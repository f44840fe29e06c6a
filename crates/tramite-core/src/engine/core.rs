//! Máquina de estados del comando.
//!
//! Estados (= valores de `Component`), en orden estricto:
//! `contract → policies → idempotency → preconditions → operation →
//! (on_success | on_failure)`.
//!
//! Sutileza de orden ("callable-before-contract"): el contrato corre primero
//! porque es la única etapa que puebla contexto desde params. Pero si el
//! contrato FALLA no devolvemos ese fallo de inmediato: si las
//! policies/precondiciones son evaluables con el contexto que el contrato
//! alcanzó a poblar y TAMBIÉN fallan, ese fallo es más fundamental que un
//! error de forma del input y es el que se devuelve. Sólo si no son
//! evaluables (contexto insuficiente) o pasan, aflora el fallo del contrato.

use std::sync::{Arc, Mutex};

use tracing::debug;
use uuid::Uuid;

use crate::command::Command;
use crate::errors::{CoreCommandError, StrictCallError};
use crate::model::{ActionResult, CallbackRecord, Component, Context, Params, ResultPatch};
use crate::stage::{run_callbacks, Callback};

/// Veredicto de las etapas transaccionales. Separa el corte (sin callbacks)
/// de las salidas que despachan callbacks fuera de la transacción.
#[derive(Debug)]
pub enum PipelineVerdict {
    /// Fallo de contract/policies/preconditions: corta sin callbacks.
    Halted(ActionResult),
    /// Bypass de idempotencia: resultado exitoso, corren `on_success`.
    Bypassed(ActionResult),
    /// Cuerpo exitoso: la transacción commitea y corren `on_success`.
    Completed(ActionResult),
    /// Cuerpo fallido: la transacción no commitea y corren `on_failure`.
    BodyFailed(ActionResult),
}

#[derive(Debug, Clone, Copy)]
enum CallbackBranch {
    Success,
    Failure,
}

impl Command {
    /// Ejecuta el pipeline completo.
    ///
    /// Los pasos contract..operation corren dentro del transaction-wrapper
    /// inyectado; los callbacks corren afuera, después del commit (o del
    /// rollback, para `on_failure`). `Err(..)` sólo para errores de
    /// programador; todo lo demás es un `ActionResult`.
    pub fn call(&self, params: &Params, context: &Context) -> Result<ActionResult, CoreCommandError> {
        let call_id = Uuid::new_v4();
        debug!(%call_id, "command call started");

        let verdict = {
            let mut runner = || self.run_staged(call_id, params, context);
            self.capabilities.transaction.call(&mut runner)
        }?;

        let resolved = match verdict {
            PipelineVerdict::Halted(res) => self.finalize(res),
            PipelineVerdict::Bypassed(res) | PipelineVerdict::Completed(res) => {
                self.dispatch_callbacks(self.finalize(res), CallbackBranch::Success)
            }
            PipelineVerdict::BodyFailed(res) => {
                self.dispatch_callbacks(self.finalize(res), CallbackBranch::Failure)
            }
        };

        debug!(%call_id,
               component = %resolved.component(),
               success = resolved.success(),
               "command call resolved");
        Ok(resolved)
    }

    /// Pasos 2–8 del pipeline (la parte transaccional).
    fn run_staged(&self,
                  call_id: Uuid,
                  params: &Params,
                  context: &Context)
                  -> Result<PipelineVerdict, CoreCommandError> {
        // 2. contrato: coerción de params + enriquecimiento de contexto
        let contract_res = self.contract.call(params, context)?;
        debug!(%call_id, stage = "contract", success = contract_res.success(), "stage finished");

        // 3. fallo de contrato + policies no evaluables ⇒ corta con el contrato
        if contract_res.failure() && !self.policies.evaluable(contract_res.context()) {
            return Ok(PipelineVerdict::Halted(contract_res));
        }

        // 4. policies (corren aunque el contrato haya fallado, si son
        // evaluables); su fallo enmascara al del contrato
        let policy_res = self.policies.call(contract_res.params(), contract_res.context())?;
        if policy_res.failure() {
            debug!(%call_id, stage = "policies", "halted");
            return Ok(PipelineVerdict::Halted(policy_res));
        }

        // 5. idempotencia: un disparo saltea el cuerpo con resultado exitoso
        if let Some(bypass) = self.idempotency.call(contract_res.params(),
                                                    contract_res.context(),
                                                    &*self.capabilities.info_reporter)?
        {
            debug!(%call_id, stage = "idempotency", "bypassed");
            return Ok(PipelineVerdict::Bypassed(bypass));
        }

        // 6. mismo tratamiento de evaluabilidad para precondiciones
        if contract_res.failure() && !self.preconditions.evaluable(contract_res.context()) {
            return Ok(PipelineVerdict::Halted(contract_res));
        }
        let pre_res = self.preconditions.call(contract_res.params(), contract_res.context())?;
        if pre_res.failure() {
            debug!(%call_id, stage = "preconditions", "halted");
            return Ok(PipelineVerdict::Halted(pre_res));
        }

        // 7. gates pasaron: el error de forma del input es la única
        // explicación restante
        if contract_res.failure() {
            return Ok(PipelineVerdict::Halted(contract_res));
        }

        // 8. cuerpo de la operación
        let body_res = self.operation.call(contract_res.params(), contract_res.context())?;
        debug!(%call_id, stage = "operation", success = body_res.success(), "stage finished");
        if body_res.failure() {
            Ok(PipelineVerdict::BodyFailed(body_res))
        } else {
            Ok(PipelineVerdict::Completed(body_res))
        }
    }

    /// contract + policies + preconditions, sin idempotencia/cuerpo y sin
    /// transacción. Misma regla de enmascaramiento que `call`.
    pub fn validate(&self, params: &Params, context: &Context) -> Result<ActionResult, CoreCommandError> {
        let contract_res = self.contract.call(params, context)?;

        if contract_res.failure() && !self.policies.evaluable(contract_res.context()) {
            return Ok(self.finalize(contract_res));
        }
        let policy_res = self.policies.call(contract_res.params(), contract_res.context())?;
        if policy_res.failure() {
            return Ok(self.finalize(policy_res));
        }

        if contract_res.failure() && !self.preconditions.evaluable(contract_res.context()) {
            return Ok(self.finalize(contract_res));
        }
        let pre_res = self.preconditions.call(contract_res.params(), contract_res.context())?;
        if pre_res.failure() {
            return Ok(self.finalize(pre_res));
        }

        Ok(self.finalize(contract_res))
    }

    /// policies + preconditions sobre el contexto del caller, sin contrato.
    /// (El enmascaramiento no aplica: no hay fallo de contrato que tapar.)
    pub fn callable(&self, params: &Params, context: &Context) -> Result<ActionResult, CoreCommandError> {
        let policy_res = self.policies.call(params, context)?;
        if policy_res.failure() {
            return Ok(self.finalize(policy_res));
        }
        let pre_res = self.preconditions.call(params, context)?;
        Ok(self.finalize(pre_res))
    }

    /// Sólo policies.
    pub fn allowed(&self, params: &Params, context: &Context) -> Result<ActionResult, CoreCommandError> {
        Ok(self.finalize(self.policies.call(params, context)?))
    }

    /// Sólo preconditions.
    pub fn possible(&self, params: &Params, context: &Context) -> Result<ActionResult, CoreCommandError> {
        Ok(self.finalize(self.preconditions.call(params, context)?))
    }

    pub fn is_valid(&self, params: &Params, context: &Context) -> Result<bool, CoreCommandError> {
        Ok(self.validate(params, context)?.success())
    }

    pub fn is_callable(&self, params: &Params, context: &Context) -> Result<bool, CoreCommandError> {
        Ok(self.callable(params, context)?.success())
    }

    pub fn is_allowed(&self, params: &Params, context: &Context) -> Result<bool, CoreCommandError> {
        Ok(self.allowed(params, context)?.success())
    }

    pub fn is_possible(&self, params: &Params, context: &Context) -> Result<bool, CoreCommandError> {
        Ok(self.possible(params, context)?.success())
    }

    /// Variante estricta: cualquier resultado fallido se convierte en un
    /// error explícito que transporta el resultado completo.
    pub fn call_strict(&self, params: &Params, context: &Context) -> Result<ActionResult, StrictCallError> {
        let result = self.call(params, context)?;
        if result.failure() {
            return Err(StrictCallError::Failed(Box::new(result)));
        }
        Ok(result)
    }

    /// Variante estricta tolerante: los fallos de policy/precondición son
    /// condiciones esperadas de cara al usuario y vuelven como `Ok`; sólo
    /// contract/operation fallan como error.
    pub fn call_strict_tolerant(&self,
                                params: &Params,
                                context: &Context)
                                -> Result<ActionResult, StrictCallError> {
        let result = self.call(params, context)?;
        if result.failure()
           && !matches!(result.component(), Component::Policies | Component::Preconditions)
        {
            return Err(StrictCallError::Failed(Box::new(result)));
        }
        Ok(result)
    }

    fn finalize(&self, result: ActionResult) -> ActionResult {
        result.with_resolver(Arc::clone(&self.capabilities.resolver))
    }

    /// Despacha la rama de callbacks vía el scheduler after-commit. El hook
    /// es `'static`: un scheduler que difiere (transacción anidada) lo corre
    /// después del commit más externo, y en ese caso los registros no llegan
    /// a este resultado (ya se devolvió).
    fn dispatch_callbacks(&self, result: ActionResult, branch: CallbackBranch) -> ActionResult {
        let entries: Vec<Arc<dyn Callback>> = match branch {
            CallbackBranch::Success => self.on_success.clone(),
            CallbackBranch::Failure => self.on_failure.clone(),
        };
        if entries.is_empty() {
            return result;
        }

        let records: Arc<Mutex<Vec<CallbackRecord>>> = Arc::new(Mutex::new(Vec::new()));
        let sink = Arc::clone(&records);
        let reporter = Arc::clone(&self.capabilities.error_reporter);
        let snapshot = result.clone();

        self.capabilities.after_commit.schedule(Box::new(move || {
            let ran = run_callbacks(&entries, &snapshot, &*reporter);
            sink.lock().expect("callback records lock").extend(ran);
        }));

        let collected: Vec<CallbackRecord> = {
            let mut guard = records.lock().expect("callback records lock");
            guard.drain(..).collect()
        };

        match branch {
            CallbackBranch::Success => result.merge(ResultPatch { on_success: Some(collected),
                                                                  ..Default::default() }),
            CallbackBranch::Failure => result.merge(ResultPatch { on_failure: Some(collected),
                                                                  ..Default::default() }),
        }
    }
}
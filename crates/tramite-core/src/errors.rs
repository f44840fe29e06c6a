//! Errores de programador del core.
//!
//! Estos errores indican un comando mal configurado o un componente que
//! devolvió un valor malformado. Nunca viajan dentro de un `ActionResult`:
//! el orquestador los propaga como `Err(..)` y abortan la llamada. Cada etapa
//! devuelve un resultado; sólo los errores de programador escapan.

use serde::{Deserialize, Serialize};
use thiserror::Error;

use crate::model::ActionResult;

#[derive(Debug, Error, PartialEq, Eq, Clone, Serialize, Deserialize)]
pub enum CoreCommandError {
    #[error("command declares no policies and no explicit opt-out")]
    MissingPolicies,
    #[error("malformed failure payload: {0}")]
    MalformedFailurePayload(String),
    #[error("operation success payload must be a mapping, got: {0}")]
    NonMappingSuccessPayload(String),
    #[error("idempotency payload from check `{check}` must be a mapping, got: {payload}")]
    NonMappingIdempotencyPayload { check: String, payload: String },
    #[error("internal: {0}")]
    Internal(String),
}

/// Error de los entry points estrictos: un resultado fallido se convierte en
/// un valor de error explícito que transporta el `ActionResult` completo como
/// diagnóstico. No hay excepciones internas.
#[derive(Debug, Error)]
pub enum StrictCallError {
    #[error("command failed at stage `{}`", .0.component())]
    Failed(Box<ActionResult>),
    #[error(transparent)]
    Core(#[from] CoreCommandError),
}

impl StrictCallError {
    /// Recupera el resultado fallido si este error proviene de uno.
    pub fn result(&self) -> Option<&ActionResult> {
        match self {
            StrictCallError::Failed(res) => Some(res),
            StrictCallError::Core(_) => None,
        }
    }
}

---+---

### How to complete this task
Set down the lines of the records exactly, from the first one through the line containing "pub enum PipelineVerdict", and add nothing else.

### Output of the exercise
repository f44840fe29e06c6a
filename crates/tramite-core/src/engine/core.rs
//! Máquina de estados del comando.
//!
//! Estados (= valores de `Component`), en orden estricto:
//! `contract → policies → idempotency → preconditions → operation →
//! (on_success | on_failure)`.
//!
//! Sutileza de orden ("callable-before-contract"): el contrato corre primero
//! porque es la única etapa que puebla contexto desde params. Pero si el
//! contrato FALLA no devolvemos ese fallo de inmediato: si las
//! policies/precondiciones son evaluables con el contexto que el contrato
//! alcanzó a poblar y TAMBIÉN fallan, ese fallo es más fundamental que un
//! error de forma del input y es el que se devuelve. Sólo si no son
//! evaluables (contexto insuficiente) o pasan, aflora el fallo del contrato.

use std::sync::{Arc, Mutex};

use tracing::debug;
use uuid::Uuid;

use crate::command::Command;
use crate::errors::{CoreCommandError, StrictCallError};
use crate::model::{ActionResult, CallbackRecord, Component, Context, Params, ResultPatch};
use crate::stage::{run_callbacks, Callback};

/// Veredicto de las etapas transaccionales. Separa el corte (sin callbacks)
/// de las salidas que despachan callbacks fuera de la transacción.
#[derive(Debug)]
pub enum PipelineVerdict {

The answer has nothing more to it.